Finding and Archiving the Internet Footprint
With the introduction of home computers and electronic typewriters in the late 1970s, archivists were forced to confront the fact that a person's "papers" might, in fact, no longer be on paper. The power of word processing made writers among the first to embrace information technology outside of government and the financial sector. And because writers often made small purchases and were not constrained by prior investment, they frequently purchased equipment from small niche manufacturers whose technology did not become dominant.
As a result, preserving and cataloging the earliest electronic records consisted of two intertwined problems: the task of finding and copying the data off magnetic media before the media deteriorates, and the challenging of reading older and sometimes obscure formats that are no longer in widespread use.
Archivists are now on the brink of a far more disruptive change than the transition from paper to electronic media: the transition from personal to "cloud computing." In the very near future an archivist might enter the office of a deceased writer and find no electronic files of personal significance: the author's appointment calendar might split between her organization's Microsoft Exchange server and Yahoo Calendar; her unfinished and unpublished documents stored on Google Docs; her diary stored at the online LiveJournal service; correspondence archived on the Facebook "walls" of her close friends; and her most revealing, insightful and critical comments scattered as anonymous and pseudonymous comments on the blogs of her friends, collaborators, and rivals.
Although there are numerous public and commercial projects underway to find and preserve public web-based content, these projects will not be useful to future historians if there is no way to readily find the information that is of interest. And of course, none of the archiving projects are able to archive content that is private or otherwise restricted -- as will increasingly be the case of personal information that is stored in the "cloud."
This paper introduces and explores the problem of finding and archiving person's Internet footprint. In Section 2 we define the term Internet footprint and provide numerous examples of the footprint's extent. In Section 3 we present a variety of approaches for finding the footprint. In Section 4 we discuss technical concerns for archiving the footprint.

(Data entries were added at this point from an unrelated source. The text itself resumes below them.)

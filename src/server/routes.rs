//! HTTP routes. Every JSON error has the shape `{"success": false, "error": "..."}`.

use serde::Deserialize;
use serde_json::json;
use std::convert::Infallible;
use warp::http::StatusCode;
use warp::reply::Response;
use warp::{Filter, Rejection, Reply};

use crate::ai::vocabulary::{VocabularyCategory, VocabularyUpdate};
use crate::ai::session::normalize_session_id;
use crate::config::{ConfigError, SystemConfig};
use crate::llm::llm_config::{ModelType, OLLAMA_DEFAULT_BASE, OPENAI_DEFAULT_BASE};
use crate::llm::ollama::OllamaService;
use crate::llm::openai::{looks_like_api_key, OpenAIService};
use crate::llm::provider::{PromptSettings, SamplingParams};
use crate::server::state::{AppState, ChatRequest};
use crate::server::ws;
use crate::utils::http::RetryPolicy;

const MAX_BODY: u64 = 64 * 1024;
const DEFAULT_LOG_LINES: usize = 100;
const MAX_LOG_LINES: usize = 1000;

#[derive(Debug, Default, Deserialize)]
struct SessionQuery {
    session_id: Option<String>,
}

#[derive(Debug, Default, Deserialize)]
struct LogsQuery {
    lines: Option<usize>,
}

#[derive(Debug, Default, Deserialize)]
struct KeyQuery {
    api_key: Option<String>,
}

#[derive(Debug, Deserialize)]
struct VocabularyKey {
    category: VocabularyCategory,
    key: String,
}

fn with_state(state: AppState) -> impl Filter<Extract = (AppState,), Error = Infallible> + Clone {
    warp::any().map(move || state.clone())
}

fn json_body<T: serde::de::DeserializeOwned + Send>() -> impl Filter<Extract = (T,), Error = Rejection> + Clone {
    warp::body::content_length_limit(MAX_BODY).and(warp::body::json())
}

fn json_error(status: StatusCode, message: impl Into<String>) -> Response {
    warp::reply::with_status(
        warp::reply::json(&json!({ "success": false, "error": message.into() })),
        status,
    )
    .into_response()
}

/// All routes: the JSON API, the WebSocket endpoint and the static front end.
pub fn routes(state: AppState) -> impl Filter<Extract = (impl Reply,), Error = Infallible> + Clone {
    let static_dir = state.static_dir.clone();

    let chat = warp::path!("api" / "chat")
        .and(warp::post())
        .and(json_body::<ChatRequest>())
        .and(with_state(state.clone()))
        .and_then(handle_chat);

    let status = warp::path!("api" / "status")
        .and(warp::get())
        .and(warp::query::<SessionQuery>())
        .and(with_state(state.clone()))
        .and_then(handle_status);

    let get_config = warp::path!("api" / "config")
        .and(warp::get())
        .and(with_state(state.clone()))
        .and_then(handle_get_config);

    let post_config = warp::path!("api" / "config")
        .and(warp::post())
        .and(json_body::<SystemConfig>())
        .and(with_state(state.clone()))
        .and_then(handle_post_config);

    let post_vocabulary = warp::path!("api" / "vocabulary")
        .and(warp::post())
        .and(json_body::<VocabularyUpdate>())
        .and(with_state(state.clone()))
        .and_then(handle_update_vocabulary);

    let delete_vocabulary = warp::path!("api" / "vocabulary")
        .and(warp::delete())
        .and(warp::query::<VocabularyKey>())
        .and(with_state(state.clone()))
        .and_then(handle_delete_vocabulary);

    let logs = warp::path!("api" / "logs")
        .and(warp::get())
        .and(warp::query::<LogsQuery>())
        .and(with_state(state.clone()))
        .and_then(handle_logs);

    let ollama_models = warp::path!("api" / "models" / "ollama")
        .and(warp::get())
        .and(with_state(state.clone()))
        .and_then(handle_ollama_models);

    let openai_models = warp::path!("api" / "models" / "openai")
        .and(warp::get())
        .and(warp::query::<KeyQuery>())
        .and(with_state(state.clone()))
        .and_then(handle_openai_models);

    let socket = warp::path!("ws")
        .and(warp::ws())
        .and(warp::query::<SessionQuery>())
        .and(with_state(state))
        .map(|upgrade: warp::ws::Ws, query: SessionQuery, state: AppState| {
            let session_id = normalize_session_id(query.session_id.as_deref());
            let events = state.events.subscribe();
            upgrade.on_upgrade(move |socket| ws::client_connected(socket, state, session_id, events))
        });

    let index = warp::path::end()
        .and(warp::get())
        .and(warp::fs::file(static_dir.join("index.html")));
    let settings = warp::path!("settings")
        .and(warp::get())
        .and(warp::fs::file(static_dir.join("settings.html")));
    let assets = warp::path("static").and(warp::fs::dir(static_dir));

    chat.or(status)
        .or(get_config)
        .or(post_config)
        .or(post_vocabulary)
        .or(delete_vocabulary)
        .or(logs)
        .or(ollama_models)
        .or(openai_models)
        .or(socket)
        .or(index)
        .or(settings)
        .or(assets)
        .recover(handle_rejection)
}

async fn handle_chat(request: ChatRequest, state: AppState) -> Result<Response, Infallible> {
    if request.message.trim().is_empty() {
        return Ok(json_error(StatusCode::BAD_REQUEST, "message must not be empty"));
    }
    let response = state.chat(request).await;
    Ok(warp::reply::json(&response).into_response())
}

async fn handle_status(query: SessionQuery, state: AppState) -> Result<Response, Infallible> {
    let report = state.status(query.session_id.as_deref()).await;
    Ok(warp::reply::json(&report).into_response())
}

async fn handle_get_config(state: AppState) -> Result<Response, Infallible> {
    let config = state.config.snapshot().await;
    Ok(warp::reply::json(&config.redacted()).into_response())
}

async fn handle_post_config(candidate: SystemConfig, state: AppState) -> Result<Response, Infallible> {
    Ok(config_reply(state.apply_config(candidate).await))
}

fn config_reply(result: Result<std::sync::Arc<SystemConfig>, ConfigError>) -> Response {
    match result {
        Ok(config) => {
            warp::reply::json(&json!({ "success": true, "config": config.redacted() })).into_response()
        }
        Err(e) => {
            tracing::warn!(error = %e, "config update rejected");
            json_error(StatusCode::BAD_REQUEST, e.to_string())
        }
    }
}

async fn handle_update_vocabulary(update: VocabularyUpdate, state: AppState) -> Result<Response, Infallible> {
    let result = state
        .update_config(|config| config.vocabulary.apply_update(update).map_err(Into::into))
        .await;
    Ok(config_reply(result))
}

Web archiving has received significant exploration in recent years, including the use of proxies to collect data, the need for proper record management, and the difficulty of reconstructing lost websites from the web infrastructure. Researchers have also characterized the Web's "decay". Jatowt et al. have developed techniques for automatically detecting the age of a web page.
Juola provides a review of current authorship determination techniques.
There are numerous open source and commercially available face recognition products, including FaceIt by Visionics, FavesVACS by Plettac, and ImageWare Software. Zhao et al. and Datta et al. have both published comprehensive surveys of current research and technology.
Viegas et al. examined cooperation and conflict between authors by analyzing Wikipedia logs. Other relevant work on Wikipedia includes analysis of participation and statistical models that can predict future administrators.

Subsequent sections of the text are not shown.